Limitations & Future Work¶
- Relies on ground truth as off-policy guidance, making it inapplicable in unannotated settings.
- The threshold \(\tau\) and coefficients in the nonlinear transformation require manual tuning.
- Combination with larger models (e.g., 72B) has not been explored.
- The video frame rate is fixed at 2 FPS; higher frame rates may improve performance.
- Reward distribution analysis: GRPO exhibits low median and high variance on ActivityNet; TempSamp-R1 shows a significantly higher median with reduced variance, indicating that mixed-policy sampling consistently finds higher-quality solutions.
Related Work & Insights¶
- vs. TimeZero: TimeZero relies on pure GRPO on-policy sampling, whereas TempSamp-R1 incorporates off-policy guidance. ActivityNet R1@0.5: TempSamp-R1 56.0% vs. TimeZero 47.3% (+8.7%).

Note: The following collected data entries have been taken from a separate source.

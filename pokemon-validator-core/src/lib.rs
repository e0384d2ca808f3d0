//! Pokémon set legality checks, with data tables extracted from Pokemon Showdown.
//!
//! The main entry point is [`validator::validate`], which checks one
//! [`set::PokemonSet`] against a [`format::Format`] using any [`dex::Dex`].

pub mod data;
pub mod dex;
pub mod format;
pub mod parser;
pub mod report;
pub mod set;
pub mod stats;
pub mod validator;

pub use parser::parse_showdown_team;
pub use validator::{validate, Validator};

/// Commonly used exports for external consumers.
pub mod prelude {
    pub use crate::data::{to_id, Gender};
    pub use crate::dex::{Dex, StaticDex};
    pub use crate::format::{Clause, Format, FormatIdError, RuleSet};
    pub use crate::parser::parse_showdown_team;
    pub use crate::report::{SetReport, ValidationReport};
    pub use crate::set::PokemonSet;
    pub use crate::stats::{Stat, StatsTable};
    pub use crate::validator::{validate, Validator};
}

- vs. VideoChat-R1: VideoChat-R1 focuses on reward function design, while TempSamp-R1 focuses on sampling strategy optimization. Charades-STA R1@0.7: TempSamp-R1 52.9% vs. VideoChat-R1 50.2% (+2.7%).
- vs. iMOVE (SFT): SFT methods overfit to timestamps, whereas TempSamp-R1 learns flexible reasoning through RL.
Rating¶
Implementation Details¶
Built on Qwen2.5-VL-7B, trained on 4 × A100, batch size = 1 per GPU. \(G=4\) (3 on-policy + 1 off-policy), video frame rate 2 FPS. - Novelty: ⭐⭐⭐⭐ Mixed-policy sampling combined with soft advantage estimation constitutes an effective improvement to RL fine-tuning. - Experimental Thoroughness: ⭐⭐⭐⭐ Comprehensive evaluation across 3 datasets. - Writing Quality: ⭐⭐⭐⭐ Method motivation and design rationale are clearly articulated. - Value: ⭐⭐⭐⭐ Offers practical reference for both video temporal grounding and RL fine-tuning research.